My wife and I knew that we were in the presence of humble greatness as we listened to the mighty, soft spoken woman of God show us Our Creator’s heart for the lost and the least. With Luke 18:16 as her Scriptural framework, “Let the little children come to me, and do not forbid them; for of such is the kingdom of God,” Dr. Ananthi Jebasingh described the timeline for God’s creation of Friends of the Good Samaritans in Delhi, India. Their mission statement is “Uplifting the unprivileged of India by involving the privileged of the world.” Their missional calling is to take initiatives for the needy and marginalized in India and restore them to confident living.

You can read more about this incredible ministry, how it was started and what it is about today by visiting their website:http://www.friendsofthegoodsamaritans.org/

Be sure to take the time to see and hear more of the story…

Friends of the Good Samaritans

For this blog, I merely want to focus on one moment in this ministry’s history.

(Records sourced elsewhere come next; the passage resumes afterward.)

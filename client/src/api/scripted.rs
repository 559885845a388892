//! In-memory `WorkflowApi` driven by scripted SSE bodies.
//!
//! Stream bodies are raw bytes fed through the real decoder, so chunk
//! boundaries, malformed records and transport failures can be reproduced
//! without a server.

use super::WorkflowApi;
use crate::error::{ClientError, Result};
use crate::events::{decode_event_stream, AbortSignal, EventStream, FrameEncoder};
use crate::types::{
    InstanceId, ResumeAction, StartRequest, StartResponse, WorkflowEvent, WorkflowId,
    WorkflowInstanceState, WorkflowStatus,
};
use async_stream::stream;
use async_trait::async_trait;
use bytes::Bytes;
use std::collections::{HashMap, VecDeque};
use std::sync::atomic::{AtomicUsize, Ordering};
use std::sync::{Arc, Mutex, MutexGuard};
use std::time::Duration;

#[derive(Debug, Clone)]
enum ScriptItem {
    Chunk(Bytes),
    Fail(String),
    Pending,
}

/// Body of one scripted run/resume stream.
#[derive(Debug, Clone, Default)]
pub struct StreamScript {
    items: Vec<ScriptItem>,
    final_state: Option<WorkflowInstanceState>,
}

impl StreamScript {
    pub fn new() -> Self {
        Self::default()
    }

    /// One event as a complete SSE frame.
    pub fn event(mut self, event: WorkflowEvent) -> Self {
        let encoder = FrameEncoder::new();
        match encoder.encode(&event) {
            Ok((_, frame)) => self.items.push(ScriptItem::Chunk(Bytes::from(frame))),
            Err(e) => self.items.push(ScriptItem::Fail(e.to_string())),
        }
        self
    }

    pub fn events(self, events: impl IntoIterator<Item = WorkflowEvent>) -> Self {
        events.into_iter().fold(self, |script, event| script.event(event))
    }

    /// Raw bytes, sent as one chunk.
    pub fn raw(mut self, raw: impl Into<String>) -> Self {
        self.items
            .push(ScriptItem::Chunk(Bytes::from(raw.into().into_bytes())));
        self
    }

    /// Body read fails with `message`; the stream ends there.
    pub fn fail(mut self, message: impl Into<String>) -> Self {
        self.items.push(ScriptItem::Fail(message.into()));
        self
    }

    /// Body never ends (until the reader is aborted).
    pub fn pending(mut self) -> Self {
        self.items.push(ScriptItem::Pending);
        self
    }

    /// Server state once the last item is reached.
    pub fn then_state(mut self, state: WorkflowInstanceState) -> Self {
        self.final_state = Some(state);
        self
    }

    /// Re-split consecutive chunks into pieces of `size` bytes.
    pub fn chunked(mut self, size: usize) -> Self {
        let size = size.max(1);
        let mut items = Vec::with_capacity(self.items.len());
        let mut buffer: Vec<u8> = Vec::new();
        let flush = |buffer: &mut Vec<u8>, items: &mut Vec<ScriptItem>| {
            for piece in buffer.chunks(size) {
                items.push(ScriptItem::Chunk(Bytes::copy_from_slice(piece)));
            }
            buffer.clear();
        };
        for item in self.items.drain(..) {
            match item {
                ScriptItem::Chunk(bytes) => buffer.extend_from_slice(&bytes),
                other => {
                    flush(&mut buffer, &mut items);
                    items.push(other);
                }
            }
        }
        flush(&mut buffer, &mut items);
        self.items = items;
        self
    }
}

/// Recorded call of the scripted api
#[derive(Debug, Clone, PartialEq)]
pub enum ApiCall {
    Start(WorkflowId),
    Run(InstanceId),
    Resume(InstanceId, ResumeAction, Option<serde_json::Value>),
    GetState(InstanceId),
    Cancel(InstanceId),
    Pause(InstanceId),
}

#[derive(Default)]
struct Inner {
    states: HashMap<InstanceId, WorkflowInstanceState>,
    run_scripts: VecDeque<StreamScript>,
    resume_scripts: VecDeque<StreamScript>,
    calls: Vec<ApiCall>,
    next_instance: Option<InstanceId>,
    started: usize,
    fail_cancel: bool,
    fail_pause: bool,
    state_delay: Option<Duration>,
}

/// Decrements the open stream counter when the body is dropped.
struct OpenStreamGuard {
    open: Arc<AtomicUsize>,
}

impl Drop for OpenStreamGuard {
    fn drop(&mut self) {
        self.open.fetch_sub(1, Ordering::SeqCst);
    }
}

#[derive(Default)]
pub struct ScriptedApi {
    inner: Arc<Mutex<Inner>>,
    open_streams: Arc<AtomicUsize>,
    max_open_streams: Arc<AtomicUsize>,
}

impl ScriptedApi {
    pub fn new() -> Self {
        Self::default()
    }

    fn lock(&self) -> MutexGuard<'_, Inner> {
        self.inner.lock().unwrap_or_else(|e| e.into_inner())
    }

    pub fn with_state(self, state: WorkflowInstanceState) -> Self {
        self.set_state(state);
        self
    }

    /// Replace the server-side state of `state.instance_id`.
    pub fn set_state(&self, state: WorkflowInstanceState) {
        self.lock().states.insert(state.instance_id.clone(), state);
    }

    pub fn server_state(&self, instance_id: &InstanceId) -> Option<WorkflowInstanceState> {
        self.lock().states.get(instance_id).cloned()
    }

    /// Instance id returned by the next `start`.
    pub fn with_next_instance(self, instance_id: impl Into<InstanceId>) -> Self {
        self.lock().next_instance = Some(instance_id.into());
        self
    }

    pub fn push_run(&self, script: StreamScript) {
        self.lock().run_scripts.push_back(script);
    }

    pub fn push_resume(&self, script: StreamScript) {
        self.lock().resume_scripts.push_back(script);
    }

    pub fn fail_cancel(&self, fail: bool) {
        self.lock().fail_cancel = fail;
    }

    pub fn fail_pause(&self, fail: bool) {
        self.lock().fail_pause = fail;
    }

    /// Delay every `get_state` response.
    pub fn set_state_delay(&self, delay: Option<Duration>) {
        self.lock().state_delay = delay;
    }

    pub fn calls(&self) -> Vec<ApiCall> {
        self.lock().calls.clone()
    }

    pub fn count_calls(&self, pred: impl Fn(&ApiCall) -> bool) -> usize {
        self.lock().calls.iter().filter(|c| pred(c)).count()
    }

    /// Streams opened and not yet dropped
    pub fn open_streams(&self) -> usize {
        self.open_streams.load(Ordering::SeqCst)
    }

    /// Highest number of simultaneously open streams seen
    pub fn max_open_streams(&self) -> usize {
        self.max_open_streams.load(Ordering::SeqCst)
    }

    fn record(&self, call: ApiCall) {
        tracing::debug!("scripted api call: {:?}", call);
        self.lock().calls.push(call);
    }

    fn open(&self, script: Option<StreamScript>, signal: AbortSignal) -> Result<EventStream> {
        let Some(script) = script else {
            return Err(ClientError::from_status(409, "no scripted stream"));
        };
        let open = self.open_streams.fetch_add(1, Ordering::SeqCst) + 1;
        self.max_open_streams.fetch_max(open, Ordering::SeqCst);
        let guard = OpenStreamGuard {
            open: self.open_streams.clone(),
        };

        let inner = self.inner.clone();
        let StreamScript { items, final_state } = script;
        let apply_final = move |state: Option<WorkflowInstanceState>| {
            if let Some(state) = state {
                let mut inner = inner.lock().unwrap_or_else(|e| e.into_inner());
                inner.states.insert(state.instance_id.clone(), state);
            }
        };

        let body = stream! {
            let _guard = guard;
            let mut final_state = final_state;
            let total = items.len();
            if total == 0 {
                apply_final(final_state.take());
            }
            for (i, item) in items.into_iter().enumerate() {
                if i + 1 == total {
                    apply_final(final_state.take());
                }
                match item {
                    ScriptItem::Chunk(bytes) => {
                        tokio::task::yield_now().await;
                        yield Ok::<Bytes, ClientError>(bytes);
                    }
                    ScriptItem::Fail(message) => {
                        yield Err(ClientError::Protocol(format!("connection lost: {message}")));
                        return;
                    }
                    ScriptItem::Pending => {
                        futures::future::pending::<()>().await;
                    }
                }
            }
        };
        Ok(decode_event_stream(body, signal))
    }
}

#[async_trait]
impl WorkflowApi for ScriptedApi {
    async fn start(&self, request: StartRequest) -> Result<StartResponse> {
        self.record(ApiCall::Start(request.workflow_id.clone()));
        let mut inner = self.lock();
        inner.started += 1;
        let instance_id = match inner.next_instance.take() {
            Some(id) => id,
            None => InstanceId::new(format!("instance-{}", inner.started)),
        };
        let state = inner
            .states
            .entry(instance_id.clone())
            .or_insert_with(|| {
                WorkflowInstanceState::new(instance_id.clone(), request.workflow_id.clone())
            });
        state.input = Some(request.input);
        Ok(StartResponse {
            instance_id,
            workflow_id: request.workflow_id,
            status: state.status,
        })
    }

    async fn run(&self, instance_id: &InstanceId, signal: AbortSignal) -> Result<EventStream> {
        self.record(ApiCall::Run(instance_id.clone()));
        let script = self.lock().run_scripts.pop_front();
        self.open(script, signal)
    }

    async fn resume(
        &self,
        instance_id: &InstanceId,
        action: ResumeAction,
        data: Option<serde_json::Value>,
        signal: AbortSignal,
    ) -> Result<EventStream> {
        self.record(ApiCall::Resume(instance_id.clone(), action, data));
        let script = self.lock().resume_scripts.pop_front();
        self.open(script, signal)
    }

    async fn get_state(&self, instance_id: &InstanceId) -> Result<WorkflowInstanceState> {
        self.record(ApiCall::GetState(instance_id.clone()));
        let delay = self.lock().state_delay;
        if let Some(delay) = delay {
            tokio::time::sleep(delay).await;
        }
        self.lock()
            .states
            .get(instance_id)
            .cloned()
            .ok_or_else(|| ClientError::from_status(404, "instance not found"))
    }

    async fn cancel(&self, instance_id: &InstanceId) -> Result<()> {
        self.record(ApiCall::Cancel(instance_id.clone()));
        let mut inner = self.lock();
        if inner.fail_cancel {
            return Err(ClientError::from_status(503, "cancel unavailable"));
        }
        if let Some(state) = inner.states.get_mut(instance_id) {
            if !state.status.is_terminal() {
                state.status = WorkflowStatus::Cancelled;
            }
        }
        Ok(())
    }

    async fn pause(&self, instance_id: &InstanceId) -> Result<()> {
        self.record(ApiCall::Pause(instance_id.clone()));
        let mut inner = self.lock();
        if inner.fail_pause {
            return Err(ClientError::from_status(503, "pause unavailable"));
        }
        if let Some(state) = inner.states.get_mut(instance_id) {
            if !state.status.is_terminal() {
                state.status = WorkflowStatus::Paused;
                state.current_node = None;
            }
        }
        Ok(())
    }
}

After growing out of space in her home, Ananthi was given free space, an empty room, in the public toilet complex where for the next decade; she faithfully was the conduit for God’s heavenly transformational, loving power to give orphans and poor children a hope and a future now and forever. Eventually the Friends of the Good Samaritans School grew to hold 600 children in four rooms of a slum toilet complex!

At one point in her recounting when she was given the toilet classroom, Ananthi remembers telling the Lord “I can’t teach here, it is too disgusting!” (think of the “Slumbdog Millionaire” public toilet scene for a mental image).  She recalls the Lord impressing on her dissatisfied heart that if God, the all-powerful and perfect Creator of all, was willing to take on the fullness of a human, being born into a dung-filled cave for animals, then she should be willing to serve her Lord and Master in such a place. Ananthi’s story reflects the Christmas story; that God shows up in the most unassuming and disgusting of places miraculously for the purposes of redemption.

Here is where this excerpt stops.